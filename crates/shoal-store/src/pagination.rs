//! Pagination ledger.
//!
//! For every query identifier (`qid`) the ledger remembers which ids each
//! remote find returned, keyed by query fingerprint and page fingerprint.
//! Only the find-response path writes here; reads serve cached pages.

use std::collections::HashMap;

use chrono::{DateTime, Utc};
use dashmap::DashMap;
use serde::{Deserialize, Serialize};
use tracing::debug;

use crate::identity::{Identity, PageParams, QueryInfo, fingerprint_record, query_info};
use crate::service::FindResult;
use crate::types::{Params, Record};
use crate::updates::{StoreUpdate, UpdateSender};

/// Ids returned for one page of one query.
#[derive(Debug, Clone, PartialEq, Serialize, Deserialize)]
#[serde(rename_all = "camelCase")]
pub struct PageEntry {
    pub ids: Vec<String>,
    pub page_params: Option<PageParams>,
    pub queried_at: DateTime<Utc>,
    /// Server-rendered data not yet consumed by a find.
    pub ssr: bool,
}

/// Every recorded page of one query shape.
#[derive(Debug, Clone, PartialEq, Serialize, Deserialize)]
#[serde(rename_all = "camelCase")]
pub struct QueryEntry {
    pub total: usize,
    pub query_params: Record,
    pub pages: HashMap<String, PageEntry>,
}

/// The last query recorded for a qid.
#[derive(Debug, Clone, PartialEq, Serialize, Deserialize)]
#[serde(rename_all = "camelCase")]
pub struct MostRecent {
    pub query: Record,
    pub query_id: String,
    pub query_params: Record,
    pub page_id: Option<String>,
    pub page_params: Option<PageParams>,
}

/// Ledger for one query identifier.
#[derive(Debug, Clone, Default, PartialEq, Serialize, Deserialize)]
#[serde(rename_all = "camelCase")]
pub struct QidLedger {
    pub most_recent: Option<MostRecent>,
    /// Page size the service applied when the query set none.
    pub default_limit: Option<usize>,
    pub default_skip: Option<usize>,
    pub queries: HashMap<String, QueryEntry>,
}

/// A page located in the ledger.
#[derive(Debug, Clone, PartialEq)]
pub struct CachedPage {
    pub info: QueryInfo,
    pub total: usize,
    pub entry: PageEntry,
}

/// Page bookkeeping keyed by (qid, query fingerprint, page fingerprint).
pub struct PaginationLedger {
    qids: DashMap<String, QidLedger>,
    updates: UpdateSender,
}

fn unpaged_key() -> String {
    fingerprint_record(&Record::new())
}

impl PaginationLedger {
    pub fn new(updates: UpdateSender) -> Self {
        Self {
            qids: DashMap::new(),
            updates,
        }
    }

    /// Record a find response.
    ///
    /// Overwrites the page entry for this query and page shape, refreshes
    /// the qid's `most_recent` pointer and returns the derived keys.
    pub fn record_page(
        &self,
        params: &Params,
        result: &FindResult,
        identity: &Identity,
        ssr: bool,
    ) -> QueryInfo {
        let (total, limit, skip) = match result {
            FindResult::Page(page) => (page.total, Some(page.limit), Some(page.skip)),
            FindResult::All(data) => (data.len(), None, None),
        };
        let info = query_info(params, limit, skip);
        let page_key = info.page_id.clone().unwrap_or_else(unpaged_key);
        let ids = result
            .data()
            .iter()
            .filter_map(|record| identity.any_id_of(record))
            .collect::<Vec<_>>();

        {
            let mut ledger = self.qids.entry(info.qid.clone()).or_default();
            if result.is_paginated() {
                if ledger.default_limit.is_none() && !info.query.contains_key("$limit") {
                    ledger.default_limit = limit;
                }
                if ledger.default_skip.is_none() && !info.query.contains_key("$skip") {
                    ledger.default_skip = skip;
                }
            }

            let query = ledger
                .queries
                .entry(info.query_id.clone())
                .or_insert_with(|| QueryEntry {
                    total,
                    query_params: info.query_params.clone(),
                    pages: HashMap::new(),
                });
            query.total = total;
            query.pages.insert(
                page_key,
                PageEntry {
                    ids,
                    page_params: info.page_params,
                    queried_at: Utc::now(),
                    ssr,
                },
            );

            ledger.most_recent = Some(MostRecent {
                query: info.query.clone(),
                query_id: info.query_id.clone(),
                query_params: info.query_params.clone(),
                page_id: info.page_id.clone(),
                page_params: info.page_params,
            });
        }

        debug!(
            qid = %info.qid,
            query_id = %info.query_id,
            page_id = ?info.page_id,
            total,
            "recorded find page"
        );
        self.updates.send(StoreUpdate::PageRecorded {
            qid: info.qid.clone(),
            query_id: info.query_id.clone(),
            page_id: info.page_id.clone(),
        });
        info
    }

    /// Locate the recorded page `params` would request.
    ///
    /// Missing `$limit`/`$skip` fall back to the defaults the service applied
    /// the first time this qid was queried.
    pub fn cached_page(&self, params: &Params) -> Option<CachedPage> {
        let qid = params
            .qid
            .as_deref()
            .unwrap_or(crate::identity::DEFAULT_QID);
        let ledger = self.qids.get(qid)?;
        let query = params.query.clone().unwrap_or_default();
        let limit = query
            .get("$limit")
            .and_then(crate::types::as_count)
            .or(ledger.default_limit);
        let skip = query
            .get("$skip")
            .and_then(crate::types::as_count)
            .or(ledger.default_skip);
        let info = query_info(params, limit, skip);

        let entry = ledger.queries.get(&info.query_id)?;
        let page_key = info.page_id.clone().unwrap_or_else(unpaged_key);
        let page = entry.pages.get(&page_key)?.clone();
        Some(CachedPage {
            total: entry.total,
            entry: page,
            info,
        })
    }

    /// Clear the SSR flag of a page. Returns whether it was set.
    pub fn take_ssr(&self, qid: &str, query_id: &str, page_key: Option<&str>) -> bool {
        let Some(mut ledger) = self.qids.get_mut(qid) else {
            return false;
        };
        let key = page_key.map_or_else(unpaged_key, str::to_string);
        match ledger
            .queries
            .get_mut(query_id)
            .and_then(|query| query.pages.get_mut(&key))
        {
            Some(page) if page.ssr => {
                page.ssr = false;
                debug!(qid, query_id, "consumed ssr page");
                true
            }
            _ => false,
        }
    }

    /// Copy of one qid's ledger.
    pub fn qid(&self, qid: &str) -> Option<QidLedger> {
        self.qids.get(qid).map(|ledger| ledger.clone())
    }

    pub fn qids(&self) -> Vec<String> {
        let mut qids: Vec<String> = self.qids.iter().map(|e| e.key().clone()).collect();
        qids.sort();
        qids
    }

    /// Copy of every qid's ledger.
    pub fn snapshot(&self) -> HashMap<String, QidLedger> {
        self.qids
            .iter()
            .map(|e| (e.key().clone(), e.value().clone()))
            .collect()
    }

    pub fn clear(&self) {
        self.qids.clear();
    }
}
//! Explicit store registry.

use std::sync::Arc;

use dashmap::DashMap;
use dashmap::mapref::entry::Entry;
use tracing::debug;

use crate::error::ConfigError;
use crate::store::{Store, StoreBuilder};

/// Stores keyed by name, owned by whoever constructs the registry.
#[derive(Debug, Default)]
pub struct StoreRegistry {
    stores: DashMap<String, Arc<Store>>,
}

impl StoreRegistry {
    pub fn new() -> Self {
        Self::default()
    }

    /// Build and register a store under its configured name.
    pub fn create(&self, builder: StoreBuilder) -> Result<Arc<Store>, ConfigError> {
        let name = builder.config().name.clone();
        match self.stores.entry(name.clone()) {
            Entry::Occupied(_) => Err(ConfigError::DuplicateStore { name }),
            Entry::Vacant(entry) => {
                let store = builder.build()?;
                entry.insert(Arc::clone(&store));
                debug!(store = %name, "store registered");
                Ok(store)
            }
        }
    }

    pub fn get(&self, name: &str) -> Option<Arc<Store>> {
        self.stores.get(name).map(|store| Arc::clone(&store))
    }

    /// Registered names, sorted.
    pub fn names(&self) -> Vec<String> {
        let mut names: Vec<String> = self.stores.iter().map(|e| e.key().clone()).collect();
        names.sort();
        names
    }

    /// Clear and unregister a store. Returns whether it was registered.
    pub fn dispose(&self, name: &str) -> bool {
        match self.stores.remove(name) {
            Some((_, store)) => {
                store.clear_all();
                debug!(store = %name, "store disposed");
                true
            }
            None => false,
        }
    }

    pub fn len(&self) -> usize {
        self.stores.len()
    }

    pub fn is_empty(&self) -> bool {
        self.stores.is_empty()
    }
}

#[cfg(test)]
mod tests {
    use super::*;
    use crate::config::StoreConfig;
    use serde_json::json;

    #[test]
    fn test_lifecycle() {
        let registry = StoreRegistry::new();
        let users = registry
            .create(StoreBuilder::new(StoreConfig::named("users")))
            .unwrap();
        registry
            .create(StoreBuilder::new(StoreConfig::named("posts")))
            .unwrap();
        assert_eq!(registry.names(), vec!["posts", "users"]);

        let record = json!({"id": 1}).as_object().cloned().unwrap();
        users.add_or_update(record).unwrap();
        assert!(Arc::ptr_eq(&registry.get("users").unwrap(), &users));

        assert!(registry.dispose("users"));
        assert!(users.items().is_empty());
        assert!(registry.get("users").is_none());
        assert!(!registry.dispose("users"));
        assert_eq!(registry.len(), 1);
    }

    #[test]
    fn test_duplicate_name() {
        let registry = StoreRegistry::new();
        registry
            .create(StoreBuilder::new(StoreConfig::named("a")))
            .unwrap();
        let err = registry
            .create(StoreBuilder::new(StoreConfig::named("a")))
            .unwrap_err();
        assert!(matches!(err, ConfigError::DuplicateStore { name } if name == "a"));
    }
}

What the task asks ▸ Tally the lines of the material that include "queries". Only the total should be given.

Problem solution ▸ 4